Sunday, June 23, 2024

Los demonios de amanecer (Demons at Dawn)

Los demonios de amanecer (Demons at Dawn), dir. Julián Hernández, 2024 Mexico, 136 min., in Spanish with English subtitles 💩
Sunday, June 23, 2024, Roxie U.S. premiere
not available in the Digital Screening Room streaming encore
⚠️Content advisory: contains multiple graphic depictions of simulated sex

a young man wearing only briefs stands next to a young man wearing jeans and a t-shirt as they gaze into each other’s eyes
Los demonios de amanecer
(Demons at Dawn)
Luís Vegas & Axel Shuarma
We’re in Mexico City. Orlando (Luís Vegas) is a dance student, hoping to become a professional dancer and/or singer, but working as a go-go boy in a gay club while also living with his parents and sharing a bedroom with his brother. Marco (Axel Shuarma) is a nursing student who has just gotten his first apartment as he gets close to graduation. The two begin a hot and steamy affair. Then some things happen that derail their fairytale romance — the metaphorical “demons at dawn” — but I couldn’t give you spoilers if I wanted to, because the film never really lets us know what happened, let alone why. Orlando especially is unable to articulate what is happening, leading to a repetitive series of exchanges of “¿Qué pasó? No sé. ¿Qué pasó? No sé. ¿Qué pasó? No sé. ¿Qué pasó? No sé. ¿Qué pasó? No sé.” (“What happened? I don’t know.”) Marco is almost as inexpressive. At the end, there is a (dream?) sequence that suddenly cuts off the loose threads (I can’t really say they are in any sense tied together), but in a resoundingly unsatisfying way.

Julián Hernández and I clearly have fundamentally different ideas of storytelling, in that I believe that part of the act of storytelling is the actual telling of the story. If the characters themselves can’t tell us what is going on, the filmmaker can still show us, but Hernández consciously chose not to, leaving it to the audience to interpolate from fragments of story. Thus, metaphorically speaking, about two thirds of the way through, the story goes off the rails and around the bend, over the woods and through the hills, finally magically appearing at a station halfway across the city. The last third of the film is utterly useless, unless you really like watching twinks sulk and brood.
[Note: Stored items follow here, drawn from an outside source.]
pub mod time_utils;
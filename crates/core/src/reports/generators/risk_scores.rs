//! Risk-scores report: selected vs suggested risk score per user, optionally
//! bounded to a score window.

use std::sync::Arc;

use crate::constants::MSG_NO_RISK_SCORES;
use crate::errors::Result;
use crate::reports::{
    ReportError, ReportGenerator, ReportOutcome, ReportParams, ReportRequest, ReportType,
};
use crate::risk::{RiskProfileStoreTrait, RiskScoreRow};

pub struct RiskScoresGenerator {
    risk_profiles: Arc<dyn RiskProfileStoreTrait>,
}

impl RiskScoresGenerator {
    pub fn new(risk_profiles: Arc<dyn RiskProfileStoreTrait>) -> Self {
        RiskScoresGenerator { risk_profiles }
    }
}

impl ReportGenerator for RiskScoresGenerator {
    fn execute(&self, request: &ReportRequest) -> Result<ReportOutcome> {
        let ReportParams::RiskScores {
            lower_risk_score,
            upper_risk_score,
        } = &request.params
        else {
            return Err(ReportError::ParamsMismatch(ReportType::RiskScores.to_string()).into());
        };

        let profiles = self.risk_profiles.risk_profiles(
            &request.tenant.id,
            *lower_risk_score,
            *upper_risk_score,
        )?;
        if profiles.is_empty() {
            return Ok(ReportOutcome::Empty(MSG_NO_RISK_SCORES.to_string()));
        }

        let mut rows: Vec<RiskScoreRow> = profiles.iter().map(RiskScoreRow::from).collect();
        rows.sort_by(|a, b| a.user_id.cmp(&b.user_id));
        Ok(ReportOutcome::Ready(serde_json::to_value(rows)?))
    }
}
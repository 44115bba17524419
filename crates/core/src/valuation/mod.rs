//! Portfolio valuation module - per-day portfolio values and the
//! consecutive-run detector used by the active-users report.

mod run_detector;
mod valuation_model;
mod valuation_traits;

pub use run_detector::detect_consecutive_run;
pub use valuation_model::{
    average_portfolio_value, daily_portfolio_value, ConsecutiveRun, DailyValue,
    PortfolioComponent, PortfolioHistory, ValuationError,
};
pub use valuation_traits::ValuationHistoryTrait;

pub(crate) use valuation_model::round2;
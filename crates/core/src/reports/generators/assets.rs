//! Assets report: every held asset with its latest valuation.

use std::sync::Arc;

use crate::assets::{Asset, AssetStoreTrait};
use crate::constants::MSG_NO_ASSETS;
use crate::errors::Result;
use crate::reports::{
    ReportError, ReportGenerator, ReportOutcome, ReportParams, ReportRequest, ReportType,
};

pub struct AssetsGenerator {
    assets: Arc<dyn AssetStoreTrait>,
}

impl AssetsGenerator {
    pub fn new(assets: Arc<dyn AssetStoreTrait>) -> Self {
        AssetsGenerator { assets }
    }
}

impl ReportGenerator for AssetsGenerator {
    fn execute(&self, request: &ReportRequest) -> Result<ReportOutcome> {
        let ReportParams::Assets = &request.params else {
            return Err(ReportError::ParamsMismatch(ReportType::Assets.to_string()).into());
        };

        let mut rows: Vec<Asset> = self.assets.assets(&request.tenant.id)?;
        if rows.is_empty() {
            return Ok(ReportOutcome::Empty(MSG_NO_ASSETS.to_string()));
        }

        rows.sort_by(|a, b| a.user_id.cmp(&b.user_id));
        Ok(ReportOutcome::Ready(serde_json::to_value(rows)?))
    }
}
use chrono::NaiveDate;

use crate::quarter::{OverviewEntry, QuarterError, QuarterSummary};
use crate::users::UserRef;

/// Trait for the upstream quarter data collaborators.
///
/// Summary and overview are pure functions of (user, period, portfolio
/// creation date); both sides are computed independently so the reconciler
/// can cross-check them.
pub trait QuarterDataTrait: Send + Sync {
    /// Date the user's portfolio came into existence. Users created after the
    /// quarter end are not yet eligible and are skipped.
    fn portfolio_creation_date(
        &self,
        user: &UserRef,
        start_date: NaiveDate,
    ) -> Result<NaiveDate, QuarterError>;

    /// Whether the user has any buy transactions at all. Users without are
    /// reported as [`QuarterError::NoData`] and skipped silently.
    fn has_buy_transactions(&self, user: &UserRef) -> Result<bool, QuarterError>;

    fn summary(
        &self,
        user: &UserRef,
        start_date: NaiveDate,
        end_date: NaiveDate,
        portfolio_creation_date: NaiveDate,
    ) -> Result<QuarterSummary, QuarterError>;

    fn overview(
        &self,
        user: &UserRef,
        start_date: NaiveDate,
        end_date: NaiveDate,
        portfolio_creation_date: NaiveDate,
    ) -> Result<Vec<OverviewEntry>, QuarterError>;
}
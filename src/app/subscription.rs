// SPDX-License-Identifier: MPL-2.0
//! Event subscriptions for the application.

use super::Message;
use iced::{event, window, Subscription};

/// Tracks window resizes so the output size follows the window.
pub fn create_event_subscription() -> Subscription<Message> {
    event::listen_with(|event, _status, _window_id| {
        if let event::Event::Window(window::Event::Resized(size)) = event {
            return Some(Message::WindowResized(size));
        }
        None
    })
}
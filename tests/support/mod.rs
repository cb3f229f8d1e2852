// SPDX-License-Identifier: MPL-2.0
//! Shared fixtures for integration tests.

use std::path::Path;

// The JPEG and EXIF builders are shared with the unit tests.
#[allow(dead_code)]
#[path = "../../src/media/fixtures.rs"]
mod fixtures;

use fixtures::ExifFixture;

/// Writes a `width`×`height` JPEG, with an orientation tag if given.
pub fn write_jpeg(path: &Path, width: u32, height: u32, orientation: Option<u16>) {
    let exif = orientation.map_or(ExifFixture::None, ExifFixture::Orientation);
    fixtures::write_jpeg(path, width, height, exif);
}
// SPDX-License-Identifier: MPL-2.0
//! Decoded raster buffers passed between the loader steps.
//!
//! A [`Bitmap`] is moved from step to step: every transform takes it by value
//! and returns its successor, so the superseded raster is dropped as soon as
//! the next one exists. There is no way to keep two stages alive by accident.

use image_rs::{ColorType, DynamicImage, GenericImageView};
use std::fmt;

/// Width and height of a raster, in pixels.
#[derive(Debug, Clone, Copy, PartialEq, Eq, Hash, Default)]
pub struct Dimensions {
    pub width: u32,
    pub height: u32,
}

impl Dimensions {
    #[must_use]
    pub const fn new(width: u32, height: u32) -> Self {
        Self { width, height }
    }

    /// Taller than wide. Square images are not portrait.
    #[must_use]
    pub fn is_portrait(self) -> bool {
        self.width < self.height
    }

    /// True if either side is zero.
    #[must_use]
    pub fn is_empty(self) -> bool {
        self.width == 0 || self.height == 0
    }
}

impl fmt::Display for Dimensions {
    fn fmt(&self, f: &mut fmt::Formatter<'_>) -> fmt::Result {
        write!(f, "{}x{}", self.width, self.height)
    }
}

impl From<(u32, u32)> for Dimensions {
    fn from((width, height): (u32, u32)) -> Self {
        Self::new(width, height)
    }
}

/// Channel layout of a decoded raster.
#[derive(Debug, Clone, Copy, PartialEq, Eq)]
pub enum PixelFormat {
    L8,
    La8,
    Rgb8,
    Rgba8,
    L16,
    La16,
    Rgb16,
    Rgba16,
    Rgb32F,
    Rgba32F,
}

impl PixelFormat {
    fn from_color_type(color: ColorType) -> Self {
        match color {
            ColorType::L8 => PixelFormat::L8,
            ColorType::La8 => PixelFormat::La8,
            ColorType::Rgb8 => PixelFormat::Rgb8,
            ColorType::Rgba8 => PixelFormat::Rgba8,
            ColorType::L16 => PixelFormat::L16,
            ColorType::La16 => PixelFormat::La16,
            ColorType::Rgb16 => PixelFormat::Rgb16,
            ColorType::Rgba16 => PixelFormat::Rgba16,
            ColorType::Rgb32F => PixelFormat::Rgb32F,
            ColorType::Rgba32F => PixelFormat::Rgba32F,
            // ColorType is non-exhaustive; anything new is stored as RGBA8.
            _ => PixelFormat::Rgba8,
        }
    }
}

/// An owned, fully decoded raster.
#[derive(Debug, Clone, PartialEq)]
pub struct Bitmap {
    image: DynamicImage,
}

impl Bitmap {
    #[must_use]
    pub fn new(image: DynamicImage) -> Self {
        Self { image }
    }

    #[must_use]
    pub fn dimensions(&self) -> Dimensions {
        self.image.dimensions().into()
    }

    #[must_use]
    pub fn pixel_format(&self) -> PixelFormat {
        PixelFormat::from_color_type(self.image.color())
    }

    /// Size of the pixel data held by this buffer.
    #[must_use]
    pub fn byte_len(&self) -> usize {
        self.image.as_bytes().len()
    }

    #[must_use]
    pub fn as_image(&self) -> &DynamicImage {
        &self.image
    }

    /// Gives up the buffer, handing the raster to the caller.
    #[must_use]
    pub fn into_image(self) -> DynamicImage {
        self.image
    }
}

#[cfg(test)]
mod tests {
    use super::*;
    use image_rs::{GrayImage, Luma, Rgb, RgbImage};

    #[test]
    fn dimensions_portrait_requires_strictly_taller() {
        assert!(Dimensions::new(3000, 4000).is_portrait());
        assert!(!Dimensions::new(4000, 3000).is_portrait());
        assert!(!Dimensions::new(500, 500).is_portrait());
    }

    #[test]
    fn dimensions_display_and_emptiness() {
        let dims = Dimensions::new(1080, 1920);
        assert_eq!(dims.to_string(), "1080x1920");
        assert!(Dimensions::new(0, 10).is_empty());
        assert!(!dims.is_empty());
    }

    #[test]
    fn bitmap_reports_pixel_format_of_decoded_image() {
        let rgb = Bitmap::new(DynamicImage::ImageRgb8(RgbImage::from_pixel(
            4,
            2,
            Rgb([1, 2, 3]),
        )));
        assert_eq!(rgb.pixel_format(), PixelFormat::Rgb8);
        assert_eq!(rgb.dimensions(), Dimensions::new(4, 2));
        assert_eq!(rgb.byte_len(), 4 * 2 * 3);

        let gray = Bitmap::new(DynamicImage::ImageLuma8(GrayImage::from_pixel(
            5,
            5,
            Luma([9]),
        )));
        assert_eq!(gray.pixel_format(), PixelFormat::L8);
        assert_eq!(gray.byte_len(), 25);
    }
}
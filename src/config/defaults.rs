// SPDX-License-Identifier: MPL-2.0
//! Centralized default values for configuration.

// ==========================================================================
// Loader Defaults
// ==========================================================================

/// Default bounding box width used to pick the decode sample size.
pub const DEFAULT_TARGET_WIDTH: u32 = 200;

/// Default bounding box height used to pick the decode sample size.
pub const DEFAULT_TARGET_HEIGHT: u32 = 200;

// ==========================================================================
// Asset Defaults
// ==========================================================================

/// File name of the installed copy inside the data directory.
pub const DEFAULT_ASSET_FILE_NAME: &str = "sintel-wallpaper.jpg";

// ==========================================================================
// Window Defaults
// ==========================================================================

pub const WINDOW_DEFAULT_WIDTH: u32 = 800;
pub const WINDOW_DEFAULT_HEIGHT: u32 = 600;
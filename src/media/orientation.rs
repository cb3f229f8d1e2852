// SPDX-License-Identifier: MPL-2.0
//! EXIF orientation reading and the rotation rule applied before display.

use super::bitmap::Dimensions;
use crate::error::{OrientationError, Result};
use std::fs::File;
use std::io::BufReader;
use std::path::Path;

/// Values of the EXIF `Orientation` tag (0x0112).
#[derive(Debug, Clone, Copy, PartialEq, Eq, Hash, Default)]
pub enum OrientationTag {
    Undefined,
    #[default]
    Normal,
    FlipHorizontal,
    Rotate180,
    FlipVertical,
    Transpose,
    Rotate90,
    Transverse,
    Rotate270,
}

impl OrientationTag {
    /// Maps the raw tag value; `None` for anything outside 0..=8.
    #[must_use]
    pub fn from_exif_value(value: u32) -> Option<Self> {
        let tag = match value {
            0 => OrientationTag::Undefined,
            1 => OrientationTag::Normal,
            2 => OrientationTag::FlipHorizontal,
            3 => OrientationTag::Rotate180,
            4 => OrientationTag::FlipVertical,
            5 => OrientationTag::Transpose,
            6 => OrientationTag::Rotate90,
            7 => OrientationTag::Transverse,
            8 => OrientationTag::Rotate270,
            _ => return None,
        };
        Some(tag)
    }

    /// The clockwise turn this tag asks for, if it is a plain rotation.
    ///
    /// Flips, transposes and `Normal` return `None`.
    #[must_use]
    pub fn explicit_rotation(self) -> Option<RotationAngle> {
        match self {
            OrientationTag::Rotate90 => Some(RotationAngle::new(90)),
            OrientationTag::Rotate180 => Some(RotationAngle::new(180)),
            OrientationTag::Rotate270 => Some(RotationAngle::new(270)),
            _ => None,
        }
    }
}

/// A clockwise quarter-turn count, stored as 0, 90, 180 or 270 degrees.
#[derive(Debug, Clone, Copy, PartialEq, Eq, Hash, Default)]
pub struct RotationAngle(u16);

impl RotationAngle {
    pub const ZERO: Self = Self(0);

    /// Rounds `degrees` down to a multiple of 90 and wraps it below 360.
    #[must_use]
    pub fn new(degrees: u16) -> Self {
        Self(((degrees / 90) * 90) % 360)
    }

    #[must_use]
    pub fn degrees(self) -> u16 {
        self.0
    }

    /// The turn that brings a rotated bitmap back upright.
    #[must_use]
    pub fn inverse(self) -> Self {
        Self((360 - self.0) % 360)
    }

    #[must_use]
    pub fn is_rotated(self) -> bool {
        self.0 != 0
    }
}

/// Reads the orientation tag of the primary image in `path`.
///
/// # Errors
///
/// Every failure is an [`OrientationError`] wrapped in
/// [`crate::error::Error::Orientation`]: unreadable file, no EXIF block,
/// no orientation field, or a value outside the EXIF range.
pub fn read_orientation<P: AsRef<Path>>(path: P) -> Result<OrientationTag> {
    let file = File::open(path.as_ref()).map_err(|e| OrientationError::Io(e.to_string()))?;
    let mut reader = BufReader::new(file);

    let exif = exif::Reader::new()
        .read_from_container(&mut reader)
        .map_err(|e| match e {
            exif::Error::NotFound(_) => OrientationError::NoExif,
            exif::Error::Io(io) => OrientationError::Io(io.to_string()),
            other => OrientationError::Malformed(other.to_string()),
        })?;

    let field = exif
        .get_field(exif::Tag::Orientation, exif::In::PRIMARY)
        .ok_or(OrientationError::MissingTag)?;
    let value = field
        .value
        .get_uint(0)
        .ok_or_else(|| OrientationError::Malformed(format!("{}", field.display_value())))?;

    OrientationTag::from_exif_value(value)
        .ok_or_else(|| OrientationError::InvalidValue(value).into())
}

/// Decides how far to turn a decoded image before stretching it to `screen`.
///
/// A portrait photo or a portrait screen gets a quarter turn by default.
/// The tags `Rotate90`, `Rotate180` and `Rotate270` then replace that
/// default outright; every other tag keeps it.
#[must_use]
pub fn rotation_for(native: Dimensions, screen: Dimensions, tag: OrientationTag) -> RotationAngle {
    let default = if native.is_portrait() || screen.is_portrait() {
        RotationAngle::new(90)
    } else {
        RotationAngle::ZERO
    };

    tag.explicit_rotation().unwrap_or(default)
}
I saw and disliked Hernández’s two previous Frameline films, the short Bramadero (2008, Worldly Affairs at Frameline32) and the feature film La huella de unos labios (The Trace of Your Lips) (2023, Frameline47), which exhibited similar failures by the filmmaker to actually tell a story, although at least this time around the sexy scenes were actually sexy. Still, on the principle of “three strikes, you’re out,” I am not inclined to give Hernández any more chances.

Bottom line: if you’re really into a sexy story of two very good-looking Mexican twinks (Vegas is hot, but Shuarma looks like a teen idol pop superstar, easily “the cute one” in any boy band), then you should watch about the first hour and a half and then turn it off. On the other hand, you could just watch the trailer, which contains most of the good parts of the film. Otherwise, don’t waste your time on this sad excuse for a film. Enthusiastically NOT RECOMMENDED.

Bizarre footnote: the IMDb page for the film lists neither of the stars in the cast, besides giving a ridiculous summary of the plot: “As the boys go against a diverse, ever-changing, hostile world, they'll learn that once the darkness of night is gone and through their intertwined bodies and their synchronized souls, they will have seen all those demons of dawn go by.”